В лесу яркие красные и жёлтые краски местами начинают преобладать над зелёными. Странно, но факт, единственный в своём роде, что только один лес становится красивым в процессе своей смерти. Может быть потому, что это ещё не полная смерть, а лишь приспособление к наступающей зиме.
    
Сегодня все очень сильно устали, домой приехали поздно. Мне что-то нездоровится, наверно, это отголоски малярии, прибиваемой акрихином. Начал писать письмо Варюшечке, насыщенное переживаемой тоской по ней и тревогой по поводу того, как она отнесётся к моим предложениям.
    
Поздно вечером, наконец-то, привезли почту из Усолья. Я получил сразу три письма: от Варюши, от Гали и от С. Козленко. Варюшиному письму я был особенно рад, хотя написано оно очень холодно и нейтрально — Варя держит свою линию. Пишет о занятиях в институте, о Наде Черкасовой с Володей, о патефонных пластинках, о том, что у Володи Леонова умирает сын, что у Вали Перм умерла мать от рака желудка и т. д.  Но ни слова о любви и наших дальнейших отношениях. Следующее её письмо не может быть нейтральным, и оно меня очень беспокоит.

10 сентября 1938 года. Жигули.
Опять снилась Варюшечка, и очень ясно. Мне снилось, что я пришёл к Варюше и застал её с какой-то девушкой. Та сказала мне, что у Варюши есть очень подробный дневник, и я был удивлён и огорчён, что Варя мне об этом не сказала.
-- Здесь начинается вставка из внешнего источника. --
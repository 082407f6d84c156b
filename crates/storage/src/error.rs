// SPDX-License-Identifier: BUSL-1.1
// Copyright (c) 2026 Alfred Jean LLC

//! Storage-layer errors.

use thiserror::Error;

#[derive(Debug, Error)]
pub enum StorageError {
    #[error("I/O error: {0}")]
    Io(#[from] std::io::Error),
    #[error("serialization error: {0}")]
    Json(#[from] serde_json::Error),
    #[error("log is degraded: {0}")]
    Degraded(String),
}
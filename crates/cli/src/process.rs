// SPDX-License-Identifier: BUSL-1.1
// Copyright (c) 2026 Alfred Jean LLC

//! Process-lifecycle plumbing shared by `start`/`stop`/`restart`/`status`.
//!
//! The admin CLI never speaks the gateway's wire protocol (§1.1: "no
//! project/client surface") — it only ever spawns `gwyd`, reads its pid
//! file, signals it, and probes whether the bound TCP port accepts
//! connections.

use std::path::{Path, PathBuf};
use std::process::{Command, Stdio};
use std::time::{Duration, Instant};

use anyhow::{anyhow, Result};

/// Locate the `gwyd` binary: explicit override, then a debug-build sibling
/// (so `cargo run -p gwy` finds the daemon built alongside it), then the
/// binary's own sibling directory, then `PATH`.
pub fn find_gwyd_binary() -> PathBuf {
    if let Some(path) = crate::env::daemon_binary() {
        return PathBuf::from(path);
    }

    let current_exe = std::env::current_exe().ok();
    let is_debug_build =
        current_exe.as_ref().and_then(|p| p.to_str()).map(|s| s.contains("target/debug")).unwrap_or(false);

    if is_debug_build {
        if let Some(manifest_dir) = crate::env::cargo_manifest_dir() {
            let dev_path =
                PathBuf::from(manifest_dir).parent().and_then(|p| p.parent()).map(|p| p.join("target/debug/gwyd"));
            if let Some(path) = dev_path {
                if path.exists() {
                    return path;
                }
            }
        }
    }

    if let Some(ref exe) = current_exe {
        if let Some(dir) = exe.parent() {
            let sibling = dir.join("gwyd");
            if sibling.exists() {
                return sibling;
            }
        }
    }

    PathBuf::from("gwyd")
}

/// Spawn `gwyd` detached, with stdio discarded. The caller is responsible
/// for waiting until it either becomes ready or exits.
pub fn spawn_background() -> Result<std::process::Child> {
    let gwyd = find_gwyd_binary();
    Command::new(&gwyd)
        .stdin(Stdio::null())
        .stdout(Stdio::null())
        .stderr(Stdio::null())
        .spawn()
        .map_err(|e| anyhow!("failed to spawn {}: {e}", gwyd.display()))
}

/// Read the pid file written by `gwy_daemon::lifecycle::startup`.
pub fn read_pid(pid_path: &Path) -> Option<u32> {
    std::fs::read_to_string(pid_path).ok()?.trim().parse().ok()
}

/// Whether a process with this pid is alive, via `kill -0`.
pub fn process_exists(pid: u32) -> bool {
    signal(pid, "-0")
}

/// Send SIGTERM.
pub fn terminate(pid: u32) -> bool {
    signal(pid, "-15")
}

/// Send SIGKILL.
pub fn force_kill(pid: u32) -> bool {
    signal(pid, "-9")
}

fn signal(pid: u32, flag: &str) -> bool {
    Command::new("kill")
        .args([flag, &pid.to_string()])
        .stdin(Stdio::null())
        .stdout(Stdio::null())
        .stderr(Stdio::null())
        .status()
        .map(|s| s.success())
        .unwrap_or(false)
}

/// Poll `predicate` until it returns true or `timeout` elapses.
pub async fn wait_until(timeout: Duration, mut predicate: impl FnMut() -> bool) -> bool {
    let start = Instant::now();
    loop {
        if predicate() {
            return true;
        }
        if start.elapsed() >= timeout {
            return false;
        }
        tokio::time::sleep(crate::env::poll_interval()).await;
    }
}

/// Whether the gateway is accepting TCP connections at `addr`.
pub async fn probe_listening(addr: std::net::SocketAddr) -> bool {
    tokio::time::timeout(Duration::from_millis(300), tokio::net::TcpStream::connect(addr)).await.map(|r| r.is_ok()).unwrap_or(false)
}

#[cfg(test)]
#[path = "process_tests.rs"]
mod tests;
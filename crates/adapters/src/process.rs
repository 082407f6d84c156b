// SPDX-License-Identifier: BUSL-1.1
// Copyright (c) 2026 Alfred Jean LLC

//! Process termination helpers (§4.4 "SIGTERM then SIGKILL after a grace
//! window"). Signaling shells out to the system `kill` binary rather than
//! pulling in a signals crate, matching how the admin CLI already
//! terminates the daemon process.

use std::process::{Command, Stdio};
use std::time::Duration;

use tracing::warn;

use crate::error::AgentError;

/// Send `SIGTERM` to `pid`.
pub fn terminate(pid: u32) -> Result<(), AgentError> {
    send_signal("-15", pid)
}

/// Send `SIGKILL` to `pid`.
pub fn kill(pid: u32) -> Result<(), AgentError> {
    send_signal("-9", pid)
}

/// `true` if a process with `pid` is still alive (`kill -0`).
pub fn is_alive(pid: u32) -> bool {
    send_signal("-0", pid).is_ok()
}

fn send_signal(signal: &str, pid: u32) -> Result<(), AgentError> {
    let status = Command::new("kill")
        .args([signal, &pid.to_string()])
        .stdin(Stdio::null())
        .stdout(Stdio::null())
        .stderr(Stdio::null())
        .status()
        .map_err(|source| AgentError::SignalFailed { pid, source })?;

    if status.success() || signal == "-0" {
        Ok(())
    } else {
        Err(AgentError::SignalFailed {
            pid,
            source: std::io::Error::other(format!("kill {signal} {pid} exited with {status}")),
        })
    }
}

/// SIGTERM `pid`, then poll for exit every 50ms up to `grace`. If the
/// process is still alive once the grace window elapses, SIGKILL it.
/// Idempotent: a process that is already gone is not an error.
pub async fn terminate_with_grace(pid: u32, grace: Duration) {
    if !is_alive(pid) {
        return;
    }
    if let Err(e) = terminate(pid) {
        warn!(pid, error = %e, "SIGTERM failed, proceeding to SIGKILL");
    }

    let deadline = tokio::time::Instant::now() + grace;
    while tokio::time::Instant::now() < deadline {
        if !is_alive(pid) {
            return;
        }
        tokio::time::sleep(Duration::from_millis(50)).await;
    }

    if is_alive(pid) {
        if let Err(e) = kill(pid) {
            warn!(pid, error = %e, "SIGKILL failed");
        }
    }
}

#[cfg(test)]
#[path = "process_tests.rs"]
mod tests;
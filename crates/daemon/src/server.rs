// SPDX-License-Identifier: BUSL-1.1
// Copyright (c) 2026 Alfred Jean LLC

//! Accept loop (§4.6): binds already done at startup, this just hands
//! each accepted socket off to its own connection task.

use std::sync::Arc;

use tokio::net::TcpListener;
use tracing::{error, warn};

use crate::connection;
use crate::lifecycle::GatewayState;

/// Accept connections until `shutdown` fires, upgrading each one to a
/// WebSocket and spawning [`connection::handle`] for it.
pub async fn run(state: Arc<GatewayState>, listener: TcpListener, mut shutdown: tokio::sync::watch::Receiver<bool>) {
    loop {
        tokio::select! {
            _ = shutdown.changed() => {
                if *shutdown.borrow() {
                    break;
                }
            }
            accepted = listener.accept() => {
                let (stream, peer) = match accepted {
                    Ok(pair) => pair,
                    Err(e) => {
                        warn!(error = %e, "failed to accept connection");
                        continue;
                    }
                };

                let state = Arc::clone(&state);
                tokio::spawn(async move {
                    match tokio_tungstenite::accept_async(stream).await {
                        Ok(ws) => connection::handle(state, ws, peer).await,
                        Err(e) => error!(%peer, error = %e, "websocket handshake failed"),
                    }
                });
            }
        }
    }
}

#[cfg(test)]
#[path = "server_tests.rs"]
mod tests;
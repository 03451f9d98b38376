//! Floor-color status LED.
//!
//! Mirrors the classifier output on an addressable LED via `SmartLedsWrite`.

use embassy_time::Instant;
use smart_leds_trait::{SmartLedsWrite, RGB8};

use super::color::ColorClass;

/// Number of LEDs in the attached chain.
const LED_COUNT: usize = 1;

/// Default output brightness out of 255.
pub const DEFAULT_BRIGHTNESS: u8 = 20;

/// Half period of the silver blink.
const BLINK_HALF_PERIOD_MS: u64 = 100;

const OFF: RGB8 = RGB8 { r: 0, g: 0, b: 0 };
const WHITE: RGB8 = RGB8 {
    r: 255,
    g: 255,
    b: 255,
};

/// Unscaled LED color for a classification at time `now_ms`.
///
/// Silver blinks white, black turns the LED off, and anything the classifier
/// could not name falls back to the measured `visual` color.
pub fn indicator_color(
    color: ColorClass,
    visual: RGB8,
    now_ms: u64,
) -> RGB8 {
    match color {
        ColorClass::Black => OFF,
        ColorClass::Silver => {
            if (now_ms / BLINK_HALF_PERIOD_MS) % 2 == 0 {
                WHITE
            } else {
                OFF
            }
        }
        ColorClass::White => WHITE,
        ColorClass::Red => RGB8 { r: 255, g: 0, b: 0 },
        ColorClass::Blue => RGB8 { r: 0, g: 0, b: 255 },
        ColorClass::Unknown => visual,
    }
}

fn scale(
    color: RGB8,
    brightness: u8,
) -> RGB8 {
    let s = |c: u8| ((c as u16 * brightness as u16) / 255) as u8;
    RGB8 {
        r: s(color.r),
        g: s(color.g),
        b: s(color.b),
    }
}

/// Status LED driven from the classifier.
pub struct ColorIndicator<Driver> {
    driver: Driver,
    brightness: u8,
    enabled: bool,
    last: Option<RGB8>,
}

impl<Driver, E> ColorIndicator<Driver>
where
    Driver: SmartLedsWrite<Color = RGB8, Error = E>,
{
    pub fn new(driver: Driver) -> Self {
        Self {
            driver,
            brightness: DEFAULT_BRIGHTNESS,
            enabled: true,
            last: None,
        }
    }

    pub fn set_brightness(
        &mut self,
        brightness: u8,
    ) {
        self.brightness = brightness;
        self.last = None;
    }

    /// Turn the indicator off or back on. Disabling blanks the LED immediately.
    pub fn set_enabled(
        &mut self,
        enabled: bool,
    ) -> Result<(), E> {
        self.enabled = enabled;
        self.last = None;
        if !enabled {
            self.set_all(OFF)?;
        }
        Ok(())
    }

    /// Show `color` on the LED. The strip is only written when the output changes.
    pub fn show(
        &mut self,
        color: ColorClass,
        visual: RGB8,
        now: Instant,
    ) -> Result<(), E> {
        if !self.enabled {
            return Ok(());
        }
        let out = scale(indicator_color(color, visual, now.as_millis()), self.brightness);
        if self.last == Some(out) {
            return Ok(());
        }
        self.set_all(out)?;
        self.last = Some(out);
        Ok(())
    }

    fn set_all(
        &mut self,
        color: RGB8,
    ) -> Result<(), E> {
        let data = core::iter::repeat(color).take(LED_COUNT);
        self.driver.write(data)
    }
}
//! Math utilities for the Climber sensing core.
//!
//! This module provides the spectral sample type together with the filtering,
//! shape-distance and color conversion routines the classifier is built on.

pub mod spectral;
Вспоминая пребывание Вари в Усолье, я не видел, чтобы она что-либо писала. Девушка сказала, что Варя очень много пишет в дневнике обо мне, и пишет очень хорошее обо всех днях, проведённых с нею — от этого я несколько успокоился. Такой сон.
    
Расставил рабочих в лесу копать шурфы. Мне здорово досталось в ходьбе и лазании по горам. Всё время проводил за показом точек Салтыкову и описанием шурфов, включая и вершину Молодецкого кургана. Устали сильнее вчерашнего. До сих пор стоит жаркая погода. В этом году здесь совсем плохой урожай, а картошки и капусты совсем нет. Как бы на будущий год не было хуже.
    
По темпу работы похоже на то, что к 12 сентября мы полностью закончим этот участок работы.